Borough Market. My aim in life is to be able to afford food from here.
Tate Modern. My aim in life is to be able to afford most of the books from here.
Brick Lane.
The LCC Photography and Communication show was good. It had floating balls and a crowd of onlookers. Light boxes for slides for every hour of the day and a sensored orchestra you could control when you touched a coloured pad. Apparently each individual has their own specific electric charge so the outcome for everyone will be different.
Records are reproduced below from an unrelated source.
//! Pipeline error types
//!
//! Setup and I/O failures carry the file and stage they happened in.
//! Points dropped by the height filter and empty results are not errors
//! and never surface here.

use std::fmt;
use std::io;
use std::path::PathBuf;

use crate::tiff::errors::TiffError;

/// Errors raised by the detection pipeline and its exporters
#[derive(Debug)]
pub enum TreeKitError {
    /// A raster could not be opened or decoded
    Raster { path: PathBuf, source: TiffError },
    /// A raster has no usable affine transform or CRS
    Georeference { path: PathBuf, reason: String },
    /// A raster exceeds the configured pixel limit
    RasterTooLarge { path: PathBuf, pixels: u64, limit: u64 },
    /// The detector failed on a tile
    Detector { tile_x: u32, tile_y: u32, message: String },
    /// Writing or re-reading an output artifact failed
    Export { path: PathBuf, source: io::Error },
    /// Packaging the shapefile components failed
    Archive { path: PathBuf, message: String },
    /// Coordinate reprojection failed or is unsupported
    Projection(String),
    /// Invalid configuration value or file
    Config(String),
    /// Unattributed TIFF error
    Tiff(TiffError),
    /// Unattributed I/O error
    Io(io::Error),
}

impl fmt::Display for TreeKitError {
    fn fmt(&self, f: &mut fmt::Formatter<'_>) -> fmt::Result {
        match self {
            TreeKitError::Raster { path, source } => {
                write!(f, "Failed to read raster {}: {}", path.display(), source)
            },
            TreeKitError::Georeference { path, reason } => {
                write!(f, "Raster {} is not usable: {}", path.display(), reason)
            },
            TreeKitError::RasterTooLarge { path, pixels, limit } => {
                write!(f, "Raster {} has {} pixels, above the configured limit of {}",
                       path.display(), pixels, limit)
            },
            TreeKitError::Detector { tile_x, tile_y, message } => {
                write!(f, "Detector failed on tile at ({}, {}): {}", tile_x, tile_y, message)
            },
            TreeKitError::Export { path, source } => {
                write!(f, "Failed to write {}: {}", path.display(), source)
            },
            TreeKitError::Archive { path, message } => {
                write!(f, "Failed to package {}: {}", path.display(), message)
            },
            TreeKitError::Projection(msg) => write!(f, "Projection error: {}", msg),
            TreeKitError::Config(msg) => write!(f, "Configuration error: {}", msg),
            TreeKitError::Tiff(e) => write!(f, "{}", e),
            TreeKitError::Io(e) => write!(f, "I/O error: {}", e),
        }
    }
}

impl std::error::Error for TreeKitError {
    fn source(&self) -> Option<&(dyn std::error::Error + 'static)> {
        match self {
            TreeKitError::Raster { source, .. } => Some(source),
            TreeKitError::Export { source, .. } => Some(source),
            TreeKitError::Tiff(e) => Some(e),
            TreeKitError::Io(e) => Some(e),
            _ => None,
        }
    }
}

impl From<io::Error> for TreeKitError {
    fn from(error: io::Error) -> Self {
        TreeKitError::Io(error)
    }
}

impl From<TiffError> for TreeKitError {
    fn from(error: TiffError) -> Self {
        TreeKitError::Tiff(error)
    }
}

impl TreeKitError {
    /// Wraps an I/O error with the artifact path it concerns
    pub fn export(path: impl Into<PathBuf>, source: io::Error) -> Self {
        TreeKitError::Export { path: path.into(), source }
    }

    /// Wraps a TIFF error with the raster path it concerns
    pub fn raster(path: impl Into<PathBuf>, source: TiffError) -> Self {
        TreeKitError::Raster { path: path.into(), source }
    }
}

/// Result type for pipeline operations
pub type TreeKitResult<T> = Result<T, TreeKitError>;
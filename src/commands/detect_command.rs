//! Tree detection command
//!
//! Runs the full pipeline with boxes replayed from a detections file and
//! prints the produced artifacts.

use std::path::PathBuf;

use clap::ArgMatches;
use log::info;

use crate::api::TreeKit;
use crate::commands::command_traits::Command;
use crate::config::PipelineConfig;
use crate::detector::ReplayDetector;
use crate::errors::{TreeKitError, TreeKitResult};
use crate::utils::progress::ProgressTracker;

/// Command running detection over an orthophoto and its height raster
#[derive(Debug)]
pub struct DetectCommand {
    /// Orthophoto GeoTIFF
    image: PathBuf,
    /// Canopy height GeoTIFF
    chm: PathBuf,
    /// JSON file of per-tile boxes
    detections: PathBuf,
    /// Directory receiving the artifacts
    output_dir: PathBuf,
    /// File configuration with CLI overrides applied
    config: PipelineConfig,
    /// Whether to draw a progress bar
    show_progress: bool,
}

impl DetectCommand {
    /// Create a new detect command
    ///
    /// # Arguments
    /// * `args` - Matches of the `detect` subcommand
    ///
    /// # Returns
    /// A new DetectCommand instance or an error
    pub fn new(args: &ArgMatches) -> TreeKitResult<Self> {
        let path = |name: &str| -> TreeKitResult<PathBuf> {
            args.get_one::<String>(name)
                .map(PathBuf::from)
                .ok_or_else(|| TreeKitError::Config(format!("Missing argument: {}", name)))
        };

        let mut config = match args.get_one::<String>("config") {
            Some(file) => PipelineConfig::from_file(&PathBuf::from(file))?,
            None => PipelineConfig::default(),
        };
        apply_overrides(&mut config, args);
        config.validate()?;

        Ok(DetectCommand {
            image: path("image")?,
            chm: path("chm")?,
            detections: path("detections")?,
            output_dir: path("output")?,
            config,
            show_progress: !args.get_flag("no-progress"),
        })
    }

    pub fn config(&self) -> &PipelineConfig {
        &self.config
    }
}

/// Copies flags given on the command line over the file configuration
pub fn apply_overrides(config: &mut PipelineConfig, args: &ArgMatches) {
    if let Some(&value) = args.get_one::<f64>("height-threshold") {
        config.height_threshold = value;
    }
    if let Some(&value) = args.get_one::<f64>("confidence") {
        config.confidence = value;
    }
    if let Some(&value) = args.get_one::<f64>("iou") {
        config.iou = value;
    }
    if let Some(&value) = args.get_one::<f64>("cluster-eps") {
        config.cluster_eps = value;
    }
    if let Some(&value) = args.get_one::<usize>("min-points") {
        config.min_points = value;
    }
    if let Some(&value) = args.get_one::<u32>("tile-size") {
        config.tile_size = value;
        config.tile_step = None;
    }
    if let Some(&value) = args.get_one::<u64>("max-pixels") {
        config.max_raster_pixels = Some(value);
    }
    if let Some(crs) = args.get_one::<String>("crs") {
        config.assume_crs = Some(crs.clone());
    }
    if args.get_flag("no-geojson") {
        config.write_geojson = false;
    }
}

impl Command for DetectCommand {
    fn execute(&self) -> TreeKitResult<()> {
        let detector = ReplayDetector::from_file(&self.detections)?;
        info!("Loaded {} replayed detections from {}", detector.len(), self.detections.display());

        let treekit = TreeKit::new(self.config.clone())?;
        let mut tracker: Option<ProgressTracker> = None;
        let output = treekit.process(&self.image, &self.chm, &detector, &self.output_dir, |done, total| {
            if !self.show_progress {
                return;
            }
            let bar = tracker.get_or_insert_with(|| ProgressTracker::new(total as u64, "Detecting trees"));
            bar.set_position(done as u64);
        })?;
        if let Some(bar) = tracker {
            bar.finish();
        }

        println!("Archive: {}", output.archive.display());
        println!("Trees: {}", output.tree_count);
        println!("OSM: {}", output.osm.display());
        if let Some(path) = &output.geojson_path {
            println!("GeoJSON: {}", path.display());
        }
        Ok(())
    }
}
//! TIFF/BigTIFF structure reader
//!
//! Parses the file header and the chain of image directories, and decodes
//! tag payloads on demand. Pixel data is not touched here; see
//! [`crate::extractor`] for block decoding.

use log::{debug, info, warn};
use std::collections::HashSet;
use std::io::SeekFrom;

use crate::io::byte_order::{ByteOrder, ByteOrderHandler};
use crate::io::seekable::SeekableReader;
use crate::tiff::constants::{field_types, header};
use crate::tiff::errors::{TiffError, TiffResult};
use crate::tiff::ifd::{IFD, IFDEntry};
use crate::tiff::types::TIFF;

/// Upper bound on directories followed in one file
const MAX_IFDS: usize = 1024;

/// Reader for TIFF and BigTIFF files
///
/// Created from the file header; holds the byte order strategy and the
/// offset geometry (classic or BigTIFF) every later read depends on.
pub struct TiffReader {
    byte_order: ByteOrder,
    handler: Box<dyn ByteOrderHandler>,
    is_big_tiff: bool,
    first_ifd_offset: u64,
}

impl TiffReader {
    /// Reads and validates the file header
    ///
    /// # Arguments
    /// * `reader` - Stream positioned anywhere; the header is read from offset 0
    ///
    /// # Returns
    /// A reader bound to the file's byte order and offset size
    pub fn from_header(reader: &mut dyn SeekableReader) -> TiffResult<Self> {
        reader.seek(SeekFrom::Start(0))?;
        let byte_order = ByteOrder::detect(reader)?;
        let handler = byte_order.create_handler();

        let version = handler.read_u16(reader)?;
        let (is_big_tiff, first_ifd_offset) = match version {
            header::TIFF_VERSION => (false, handler.read_u32(reader)? as u64),
            header::BIG_TIFF_VERSION => {
                let offset_size = handler.read_u16(reader)?;
                let reserved = handler.read_u16(reader)?;
                if offset_size != header::BIGTIFF_OFFSET_SIZE || reserved != 0 {
                    return Err(TiffError::InvalidBigTIFFHeader);
                }
                (true, handler.read_u64(reader)?)
            },
            other => return Err(TiffError::UnsupportedVersion(other)),
        };

        debug!("TIFF header: {}, BigTIFF: {}, first IFD at {}",
               byte_order.name(), is_big_tiff, first_ifd_offset);

        Ok(TiffReader {
            byte_order,
            handler,
            is_big_tiff,
            first_ifd_offset,
        })
    }

    /// Reads the header and every directory in the chain
    ///
    /// # Arguments
    /// * `reader` - Any struct implementing the SeekableReader trait
    ///
    /// # Returns
    /// The reader together with the parsed directory structure
    pub fn read(reader: &mut dyn SeekableReader) -> TiffResult<(Self, TIFF)> {
        let tiff_reader = Self::from_header(reader)?;
        let ifds = tiff_reader.read_ifd_chain(reader)?;
        if ifds.is_empty() {
            return Err(TiffError::NoImageDirectory);
        }

        info!("Read {} IFDs ({})", ifds.len(), if tiff_reader.is_big_tiff { "BigTIFF" } else { "TIFF" });
        let tiff = TIFF {
            ifds,
            is_big_tiff: tiff_reader.is_big_tiff,
            byte_order: tiff_reader.byte_order,
        };
        Ok((tiff_reader, tiff))
    }

    /// Follows the next-IFD links starting at the header's first offset
    fn read_ifd_chain(&self, reader: &mut dyn SeekableReader) -> TiffResult<Vec<IFD>> {
        let file_size = reader.seek(SeekFrom::End(0))?;
        let mut ifds = Vec::new();
        let mut visited = HashSet::new();
        let mut offset = self.first_ifd_offset;

        while offset != 0 && ifds.len() < MAX_IFDS {
            if offset >= file_size {
                if ifds.is_empty() {
                    return Err(TiffError::GenericError(format!(
                        "First IFD offset {} exceeds file size {}", offset, file_size)));
                }
                warn!("IFD offset {} exceeds file size {}, stopping IFD chain", offset, file_size);
                break;
            }
            if !visited.insert(offset) {
                warn!("IFD chain loops back to offset {}, stopping", offset);
                break;
            }

            let (ifd, next) = self.read_ifd(reader, offset, ifds.len())?;
            ifds.push(ifd);
            offset = next;
        }

        Ok(ifds)
    }

    /// Reads one IFD and the offset of the next one
    ///
    /// # Arguments
    /// * `reader` - The seekable reader to use
    /// * `offset` - Offset in the file where the IFD starts
    /// * `number` - The index of this IFD in the file
    ///
    /// # Returns
    /// The parsed IFD and the next IFD offset (0 when last)
    pub fn read_ifd(&self, reader: &mut dyn SeekableReader, offset: u64, number: usize) -> TiffResult<(IFD, u64)> {
        reader.seek(SeekFrom::Start(offset))?;

        let entry_count = if self.is_big_tiff {
            self.handler.read_u64(reader)?
        } else {
            self.handler.read_u16(reader)? as u64
        };
        debug!("IFD #{} at {} has {} entries", number, offset, entry_count);

        let mut ifd = IFD::new(number, offset);
        for _ in 0..entry_count {
            let entry = self.read_ifd_entry(reader)?;
            ifd.add_entry(entry);
        }

        let next = if self.is_big_tiff {
            self.handler.read_u64(reader)?
        } else {
            self.handler.read_u32(reader)? as u64
        };

        Ok((ifd, next))
    }

    /// Reads a single 12-byte (or 20-byte BigTIFF) directory entry
    fn read_ifd_entry(&self, reader: &mut dyn SeekableReader) -> TiffResult<IFDEntry> {
        let tag = self.handler.read_u16(reader)?;
        let field_type = self.handler.read_u16(reader)?;

        let mut raw_value = [0u8; 8];
        let (count, value_offset) = if self.is_big_tiff {
            let count = self.handler.read_u64(reader)?;
            reader.read_exact(&mut raw_value)?;
            (count, self.handler.u64_at(&raw_value))
        } else {
            let count = self.handler.read_u32(reader)? as u64;
            reader.read_exact(&mut raw_value[..4])?;
            (count, self.handler.u32_at(&raw_value) as u64)
        };

        let mut entry = IFDEntry::new(tag, field_type, count, value_offset, raw_value, None);
        if count >= 1 && entry.is_value_inline(self.is_big_tiff) {
            entry.scalar = self.decode_unsigned(field_type, &raw_value);
        }

        Ok(entry)
    }

    /// Decodes the first unsigned integer of the given type from a buffer
    fn decode_unsigned(&self, field_type: u16, bytes: &[u8]) -> Option<u64> {
        match field_type {
            field_types::BYTE | field_types::UNDEFINED => bytes.first().map(|&b| b as u64),
            field_types::SHORT => Some(self.handler.u16_at(bytes) as u64),
            field_types::LONG | field_types::IFD => Some(self.handler.u32_at(bytes) as u64),
            field_types::LONG8 | field_types::IFD8 => Some(self.handler.u64_at(bytes)),
            _ => None,
        }
    }

    /// Reads the raw payload bytes of an entry
    ///
    /// # Arguments
    /// * `reader` - The seekable reader to use
    /// * `entry` - The directory entry whose payload to fetch
    ///
    /// # Returns
    /// Exactly `count * size_of(field_type)` bytes
    pub fn read_entry_bytes(&self, reader: &mut dyn SeekableReader, entry: &IFDEntry) -> TiffResult<Vec<u8>> {
        let len = entry.payload_len()
            .ok_or(TiffError::UnsupportedFieldType(entry.field_type))? as usize;

        if entry.is_value_inline(self.is_big_tiff) {
            return Ok(entry.raw_value[..len].to_vec());
        }

        reader.seek(SeekFrom::Start(entry.value_offset))?;
        let mut buffer = vec![0u8; len];
        reader.read_exact(&mut buffer)?;
        Ok(buffer)
    }

    /// Reads a tag's values as unsigned integers
    ///
    /// # Arguments
    /// * `reader` - The seekable reader to use
    /// * `ifd` - The IFD containing the tag
    /// * `tag` - The tag number to read
    ///
    /// # Returns
    /// One u64 per stored value
    pub fn read_tag_values(&self, reader: &mut dyn SeekableReader, ifd: &IFD, tag: u16) -> TiffResult<Vec<u64>> {
        let entry = ifd.get_entry(tag).ok_or(TiffError::TagNotFound(tag))?;
        let size = field_types::size_of(entry.field_type)
            .ok_or(TiffError::UnsupportedFieldType(entry.field_type))?;
        let bytes = self.read_entry_bytes(reader, entry)?;

        bytes.chunks_exact(size)
            .map(|chunk| self.decode_unsigned(entry.field_type, chunk)
                .ok_or(TiffError::UnsupportedFieldType(entry.field_type)))
            .collect()
    }

    /// Reads a tag's values as doubles
    ///
    /// Accepts DOUBLE and FLOAT payloads, which is how the GeoTIFF model
    /// tags and GeoDoubleParams are stored.
    pub fn read_tag_doubles(&self, reader: &mut dyn SeekableReader, ifd: &IFD, tag: u16) -> TiffResult<Vec<f64>> {
        let entry = ifd.get_entry(tag).ok_or(TiffError::TagNotFound(tag))?;
        let bytes = self.read_entry_bytes(reader, entry)?;

        match entry.field_type {
            field_types::DOUBLE => Ok(bytes.chunks_exact(8).map(|c| self.handler.f64_at(c)).collect()),
            field_types::FLOAT => Ok(bytes.chunks_exact(4).map(|c| self.handler.f32_at(c) as f64).collect()),
            other => Err(TiffError::UnsupportedFieldType(other)),
        }
    }

    /// Reads an ASCII tag, trimming the trailing NUL terminator(s)
    pub fn read_tag_ascii(&self, reader: &mut dyn SeekableReader, ifd: &IFD, tag: u16) -> TiffResult<String> {
        let entry = ifd.get_entry(tag).ok_or(TiffError::TagNotFound(tag))?;
        let mut bytes = self.read_entry_bytes(reader, entry)?;
        while bytes.last() == Some(&0) {
            bytes.pop();
        }

        String::from_utf8(bytes)
            .map_err(|e| TiffError::GenericError(format!("Invalid ASCII in tag {}: {}", tag, e)))
    }

    /// The byte order strategy for this file
    pub fn handler(&self) -> &dyn ByteOrderHandler {
        self.handler.as_ref()
    }

    /// The byte order declared in the header
    pub fn byte_order(&self) -> ByteOrder {
        self.byte_order
    }

    /// Returns whether the current file is a BigTIFF
    pub fn is_big_tiff(&self) -> bool {
        self.is_big_tiff
    }
}
//! Detector that replays boxes from a previous model run
//!
//! The input is a JSON array of records, one per box, keyed by the origin
//! of the tile that produced it:
//!
//! ```json
//! [{"tile_x": 0, "tile_y": 2048, "x1": 10.0, "y1": 12.5, "x2": 30.0, "y2": 33.0, "confidence": 0.81}]
//! ```

use std::collections::HashMap;
use std::fs;
use std::path::Path;

use log::{debug, info};
use serde::Deserialize;

use crate::errors::{TreeKitError, TreeKitResult};
use crate::pipeline::Tile;

use super::detection::{Detection, DetectionParams};
use super::nms::non_max_suppression;
use super::{Detector, DetectorResult};

#[derive(Debug, Deserialize)]
struct Record {
    tile_x: u32,
    tile_y: u32,
    x1: f64,
    y1: f64,
    x2: f64,
    y2: f64,
    confidence: f64,
}

/// Serves recorded boxes for each tile origin
#[derive(Debug, Clone, Default)]
pub struct ReplayDetector {
    boxes: HashMap<(u32, u32), Vec<Detection>>,
}

impl ReplayDetector {
    /// Loads recorded boxes from a JSON file
    pub fn from_file(path: &Path) -> TreeKitResult<Self> {
        info!("Loading recorded detections from {}", path.display());
        let text = fs::read_to_string(path).map_err(|e| TreeKitError::Config(
            format!("cannot read detections file {}: {}", path.display(), e)))?;
        Self::from_json(&text)
    }

    /// Parses recorded boxes from JSON text
    pub fn from_json(text: &str) -> TreeKitResult<Self> {
        let records: Vec<Record> = serde_json::from_str(text)
            .map_err(|e| TreeKitError::Config(format!("invalid detections JSON: {}", e)))?;

        let mut boxes: HashMap<(u32, u32), Vec<Detection>> = HashMap::new();
        for (index, record) in records.iter().enumerate() {
            let detection = Detection::new(record.x1, record.y1, record.x2, record.y2, record.confidence);
            if !detection.bbox.is_finite() || !detection.confidence.is_finite() {
                return Err(TreeKitError::Config(format!("detection record {} has non-finite values", index)));
            }
            boxes.entry((record.tile_x, record.tile_y)).or_default().push(detection);
        }

        debug!("Replay detector holds {} boxes over {} tiles", records.len(), boxes.len());
        Ok(ReplayDetector { boxes })
    }

    /// Adds a box for the tile at the given origin
    pub fn insert(&mut self, tile_x: u32, tile_y: u32, detection: Detection) {
        self.boxes.entry((tile_x, tile_y)).or_default().push(detection);
    }

    /// Number of recorded boxes across all tiles
    pub fn len(&self) -> usize {
        self.boxes.values().map(Vec::len).sum()
    }

    pub fn is_empty(&self) -> bool {
        self.len() == 0
    }
}

impl Detector for ReplayDetector {
    fn name(&self) -> &str {
        "replay"
    }

    fn detect(&self, tile: &Tile, params: &DetectionParams) -> DetectorResult {
        let recorded = match self.boxes.get(&(tile.origin_x, tile.origin_y)) {
            Some(recorded) => recorded,
            None => return Ok(Vec::new()),
        };

        let confident: Vec<Detection> = recorded.iter()
            .filter(|d| d.confidence > params.confidence)
            .copied()
            .collect();

        Ok(non_max_suppression(&confident, params.iou))
    }
}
What was less than impressive was the De Montfort Photography show. I'm not usually negative about work, which is perhaps a flaw I need to correct, for I remember someone saying your individuality is determined more so by what you hate than by what you like. If this is the case then my personality is dictated by my dislike of diamante and the word 'armpit'. Make of that what you will. Anyway, there was about two pieces in the entire space I liked. There was work supposedly conveying a serious political point. It didn't. It was kitsch and looked cheap, like those canvases you buy in homeware shops with black and white images and then a solitary red London bus or something. A photo that referenced Blair's role in the Iraq war was rendered thus, any serious gravity it held was completely undermined by a shocking aesthetic. Fluorescent yellow police jackets against a grainy black and white image. Oh dear. There was work that seemed to bear little consideration as to a subject, as though a sustained practice had yet to be salvaged. If anything the work on show was a chance to merely show off the quality of the camera used and the colour saturation than anything else of any significance. On the plus side there was a couple of nice double exposures and it was in a really nice setting. Though I got bike envy every single time an indie girl cycled past.